SUPPLIED MATERIAL >>

--- START ---

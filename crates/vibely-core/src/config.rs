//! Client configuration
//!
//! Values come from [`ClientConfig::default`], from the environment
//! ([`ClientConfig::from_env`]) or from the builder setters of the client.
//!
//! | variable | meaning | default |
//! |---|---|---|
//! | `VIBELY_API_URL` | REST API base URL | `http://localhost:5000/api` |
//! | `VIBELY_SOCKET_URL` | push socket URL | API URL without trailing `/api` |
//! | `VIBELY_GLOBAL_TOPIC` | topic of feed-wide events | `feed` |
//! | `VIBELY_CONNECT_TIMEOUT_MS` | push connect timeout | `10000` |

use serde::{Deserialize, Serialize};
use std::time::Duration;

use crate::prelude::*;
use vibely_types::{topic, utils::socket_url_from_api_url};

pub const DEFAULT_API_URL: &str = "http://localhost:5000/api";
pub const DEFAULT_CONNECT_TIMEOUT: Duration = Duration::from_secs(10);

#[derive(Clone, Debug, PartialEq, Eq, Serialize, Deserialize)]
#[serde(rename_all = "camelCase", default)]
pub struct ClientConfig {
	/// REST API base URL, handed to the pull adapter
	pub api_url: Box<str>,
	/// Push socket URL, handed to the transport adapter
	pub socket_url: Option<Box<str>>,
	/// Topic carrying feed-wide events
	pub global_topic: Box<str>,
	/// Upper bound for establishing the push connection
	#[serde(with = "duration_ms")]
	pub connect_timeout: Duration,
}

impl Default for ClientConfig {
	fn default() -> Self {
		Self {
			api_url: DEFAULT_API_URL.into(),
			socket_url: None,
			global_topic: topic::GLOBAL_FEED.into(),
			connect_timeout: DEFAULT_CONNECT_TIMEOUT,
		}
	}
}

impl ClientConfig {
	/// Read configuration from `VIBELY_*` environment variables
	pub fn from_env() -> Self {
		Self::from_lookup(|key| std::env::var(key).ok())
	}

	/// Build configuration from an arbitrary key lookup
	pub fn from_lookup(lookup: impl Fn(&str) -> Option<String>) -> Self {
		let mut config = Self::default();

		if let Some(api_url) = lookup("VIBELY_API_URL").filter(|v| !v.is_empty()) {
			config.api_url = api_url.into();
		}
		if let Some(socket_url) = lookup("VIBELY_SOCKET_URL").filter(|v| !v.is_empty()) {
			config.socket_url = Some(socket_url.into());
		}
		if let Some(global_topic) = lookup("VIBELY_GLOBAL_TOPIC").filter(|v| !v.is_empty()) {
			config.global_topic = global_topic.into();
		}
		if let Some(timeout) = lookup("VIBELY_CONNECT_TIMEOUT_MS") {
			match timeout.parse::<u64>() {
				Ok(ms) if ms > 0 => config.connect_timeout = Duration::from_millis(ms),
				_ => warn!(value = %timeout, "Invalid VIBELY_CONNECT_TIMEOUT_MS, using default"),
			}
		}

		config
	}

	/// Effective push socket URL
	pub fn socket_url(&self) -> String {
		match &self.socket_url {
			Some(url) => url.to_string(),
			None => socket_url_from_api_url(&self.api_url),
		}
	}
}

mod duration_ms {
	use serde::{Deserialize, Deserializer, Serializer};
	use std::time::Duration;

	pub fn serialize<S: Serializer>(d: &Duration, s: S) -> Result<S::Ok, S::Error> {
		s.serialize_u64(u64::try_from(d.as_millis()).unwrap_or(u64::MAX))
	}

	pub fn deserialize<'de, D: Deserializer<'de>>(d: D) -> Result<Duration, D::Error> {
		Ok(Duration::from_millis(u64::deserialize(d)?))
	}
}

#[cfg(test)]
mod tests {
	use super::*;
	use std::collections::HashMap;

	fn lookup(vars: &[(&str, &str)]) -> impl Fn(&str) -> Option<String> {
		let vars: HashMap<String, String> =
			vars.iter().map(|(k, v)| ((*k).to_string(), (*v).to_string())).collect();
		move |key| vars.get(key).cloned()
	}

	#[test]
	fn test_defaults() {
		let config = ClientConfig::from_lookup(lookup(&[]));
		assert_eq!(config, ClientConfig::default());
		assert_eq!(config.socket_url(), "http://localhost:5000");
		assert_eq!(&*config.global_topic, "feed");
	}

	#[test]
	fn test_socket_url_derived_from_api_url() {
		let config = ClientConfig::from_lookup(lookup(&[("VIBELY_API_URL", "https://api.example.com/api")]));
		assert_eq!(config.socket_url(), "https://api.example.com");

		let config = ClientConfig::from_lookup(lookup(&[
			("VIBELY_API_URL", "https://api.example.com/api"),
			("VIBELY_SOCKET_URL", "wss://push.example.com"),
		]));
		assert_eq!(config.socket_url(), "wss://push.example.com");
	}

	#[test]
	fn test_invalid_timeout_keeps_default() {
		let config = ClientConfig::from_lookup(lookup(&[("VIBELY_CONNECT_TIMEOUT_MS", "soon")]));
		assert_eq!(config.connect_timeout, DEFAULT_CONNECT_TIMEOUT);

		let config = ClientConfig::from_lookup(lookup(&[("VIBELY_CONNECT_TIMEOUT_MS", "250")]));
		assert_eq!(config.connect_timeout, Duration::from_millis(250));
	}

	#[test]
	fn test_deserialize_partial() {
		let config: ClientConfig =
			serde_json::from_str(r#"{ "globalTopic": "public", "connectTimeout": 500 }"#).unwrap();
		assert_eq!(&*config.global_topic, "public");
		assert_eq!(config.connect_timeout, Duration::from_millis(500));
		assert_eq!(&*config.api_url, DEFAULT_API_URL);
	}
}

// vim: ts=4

--- END ---

WHAT YOU ARE ASKED TO DO >> Check each line above for the word "Error" and copy the ones that have it.

EXERCISE RESULT >>
	pub fn serialize<S: Serializer>(d: &Duration, s: S) -> Result<S::Ok, S::Error> {
	pub fn deserialize<'de, D: Deserializer<'de>>(d: D) -> Result<Duration, D::Error> {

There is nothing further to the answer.